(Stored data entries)
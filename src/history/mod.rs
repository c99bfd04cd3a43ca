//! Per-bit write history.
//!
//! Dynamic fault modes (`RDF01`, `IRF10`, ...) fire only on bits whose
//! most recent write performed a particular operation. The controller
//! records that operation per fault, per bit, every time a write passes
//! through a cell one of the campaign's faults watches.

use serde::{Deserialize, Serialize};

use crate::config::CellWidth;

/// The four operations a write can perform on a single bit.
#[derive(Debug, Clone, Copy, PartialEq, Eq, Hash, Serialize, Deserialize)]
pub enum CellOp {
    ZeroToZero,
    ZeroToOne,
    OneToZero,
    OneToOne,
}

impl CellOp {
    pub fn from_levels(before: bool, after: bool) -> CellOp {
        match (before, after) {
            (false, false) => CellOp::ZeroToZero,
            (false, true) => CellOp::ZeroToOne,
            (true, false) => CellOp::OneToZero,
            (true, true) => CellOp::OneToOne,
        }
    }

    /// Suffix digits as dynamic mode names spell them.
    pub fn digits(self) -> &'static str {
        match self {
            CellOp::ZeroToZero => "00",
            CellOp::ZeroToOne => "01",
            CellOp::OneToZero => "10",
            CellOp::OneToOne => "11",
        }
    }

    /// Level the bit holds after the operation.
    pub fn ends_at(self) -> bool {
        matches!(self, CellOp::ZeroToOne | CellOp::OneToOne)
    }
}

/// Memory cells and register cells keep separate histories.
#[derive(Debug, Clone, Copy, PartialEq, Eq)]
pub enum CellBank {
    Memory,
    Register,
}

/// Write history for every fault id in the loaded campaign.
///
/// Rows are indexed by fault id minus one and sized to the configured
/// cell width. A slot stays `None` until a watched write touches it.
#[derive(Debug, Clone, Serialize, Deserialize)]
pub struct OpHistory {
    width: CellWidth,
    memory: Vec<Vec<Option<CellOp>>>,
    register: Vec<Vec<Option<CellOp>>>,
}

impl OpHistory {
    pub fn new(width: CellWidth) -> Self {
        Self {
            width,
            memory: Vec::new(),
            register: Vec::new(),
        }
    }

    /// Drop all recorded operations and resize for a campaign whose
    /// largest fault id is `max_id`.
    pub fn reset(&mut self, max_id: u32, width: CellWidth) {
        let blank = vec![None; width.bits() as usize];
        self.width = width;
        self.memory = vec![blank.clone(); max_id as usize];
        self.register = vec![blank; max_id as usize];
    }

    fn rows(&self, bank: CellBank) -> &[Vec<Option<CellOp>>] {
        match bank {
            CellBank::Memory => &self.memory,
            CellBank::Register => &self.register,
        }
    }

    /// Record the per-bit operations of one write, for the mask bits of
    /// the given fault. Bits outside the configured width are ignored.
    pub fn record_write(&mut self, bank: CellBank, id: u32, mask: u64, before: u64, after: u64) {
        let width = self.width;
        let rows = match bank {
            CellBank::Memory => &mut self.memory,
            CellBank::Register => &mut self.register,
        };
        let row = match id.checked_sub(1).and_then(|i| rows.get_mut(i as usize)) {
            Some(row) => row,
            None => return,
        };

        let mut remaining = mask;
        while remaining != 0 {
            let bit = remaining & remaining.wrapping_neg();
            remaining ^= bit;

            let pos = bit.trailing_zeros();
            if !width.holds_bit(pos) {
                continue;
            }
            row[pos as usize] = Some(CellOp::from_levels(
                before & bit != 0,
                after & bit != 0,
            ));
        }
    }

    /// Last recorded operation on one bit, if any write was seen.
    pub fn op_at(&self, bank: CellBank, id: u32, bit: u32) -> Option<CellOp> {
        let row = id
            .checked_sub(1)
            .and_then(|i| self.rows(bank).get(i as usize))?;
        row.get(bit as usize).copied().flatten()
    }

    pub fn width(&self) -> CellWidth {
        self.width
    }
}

### Work instructions
The full set of entries must be restated exactly, with none omitted.

### Solved exercise
filename src/history/mod.rs
repository c99bfd04cd3a43ca
//! Per-bit write history.
//!
//! Dynamic fault modes (`RDF01`, `IRF10`, ...) fire only on bits whose
//! most recent write performed a particular operation. The controller
//! records that operation per fault, per bit, every time a write passes
//! through a cell one of the campaign's faults watches.

use serde::{Deserialize, Serialize};

use crate::config::CellWidth;

/// The four operations a write can perform on a single bit.
#[derive(Debug, Clone, Copy, PartialEq, Eq, Hash, Serialize, Deserialize)]
pub enum CellOp {
    ZeroToZero,
    ZeroToOne,
    OneToZero,
    OneToOne,
}

impl CellOp {
    pub fn from_levels(before: bool, after: bool) -> CellOp {
        match (before, after) {
            (false, false) => CellOp::ZeroToZero,
            (false, true) => CellOp::ZeroToOne,
            (true, false) => CellOp::OneToZero,
            (true, true) => CellOp::OneToOne,
        }
    }

    /// Suffix digits as dynamic mode names spell them.
    pub fn digits(self) -> &'static str {
        match self {
            CellOp::ZeroToZero => "00",
            CellOp::ZeroToOne => "01",
            CellOp::OneToZero => "10",
            CellOp::OneToOne => "11",
        }
    }

    /// Level the bit holds after the operation.
    pub fn ends_at(self) -> bool {
        matches!(self, CellOp::ZeroToOne | CellOp::OneToOne)
    }
}

/// Memory cells and register cells keep separate histories.
#[derive(Debug, Clone, Copy, PartialEq, Eq)]
pub enum CellBank {
    Memory,
    Register,
}

/// Write history for every fault id in the loaded campaign.
///
/// Rows are indexed by fault id minus one and sized to the configured
/// cell width. A slot stays `None` until a watched write touches it.
#[derive(Debug, Clone, Serialize, Deserialize)]
pub struct OpHistory {
    width: CellWidth,
    memory: Vec<Vec<Option<CellOp>>>,
    register: Vec<Vec<Option<CellOp>>>,
}

impl OpHistory {
    pub fn new(width: CellWidth) -> Self {
        Self {
            width,
            memory: Vec::new(),
            register: Vec::new(),
        }
    }

    /// Drop all recorded operations and resize for a campaign whose
    /// largest fault id is `max_id`.
    pub fn reset(&mut self, max_id: u32, width: CellWidth) {
        let blank = vec![None; width.bits() as usize];
        self.width = width;
        self.memory = vec![blank.clone(); max_id as usize];
        self.register = vec![blank; max_id as usize];
    }

    fn rows(&self, bank: CellBank) -> &[Vec<Option<CellOp>>] {
        match bank {
            CellBank::Memory => &self.memory,
            CellBank::Register => &self.register,
        }
    }

    /// Record the per-bit operations of one write, for the mask bits of
    /// the given fault. Bits outside the configured width are ignored.
    pub fn record_write(&mut self, bank: CellBank, id: u32, mask: u64, before: u64, after: u64) {
        let width = self.width;
        let rows = match bank {
            CellBank::Memory => &mut self.memory,
            CellBank::Register => &mut self.register,
        };
        let row = match id.checked_sub(1).and_then(|i| rows.get_mut(i as usize)) {
            Some(row) => row,
            None => return,
        };

        let mut remaining = mask;
        while remaining != 0 {
            let bit = remaining & remaining.wrapping_neg();
            remaining ^= bit;

            let pos = bit.trailing_zeros();
            if !width.holds_bit(pos) {
                continue;
            }
            row[pos as usize] = Some(CellOp::from_levels(
                before & bit != 0,
                after & bit != 0,
            ));
        }
    }

    /// Last recorded operation on one bit, if any write was seen.
    pub fn op_at(&self, bank: CellBank, id: u32, bit: u32) -> Option<CellOp> {
        let row = id
            .checked_sub(1)
            .and_then(|i| self.rows(bank).get(i as usize))?;
        row.get(bit as usize).copied().flatten()
    }

    pub fn width(&self) -> CellWidth {
        self.width
    }
}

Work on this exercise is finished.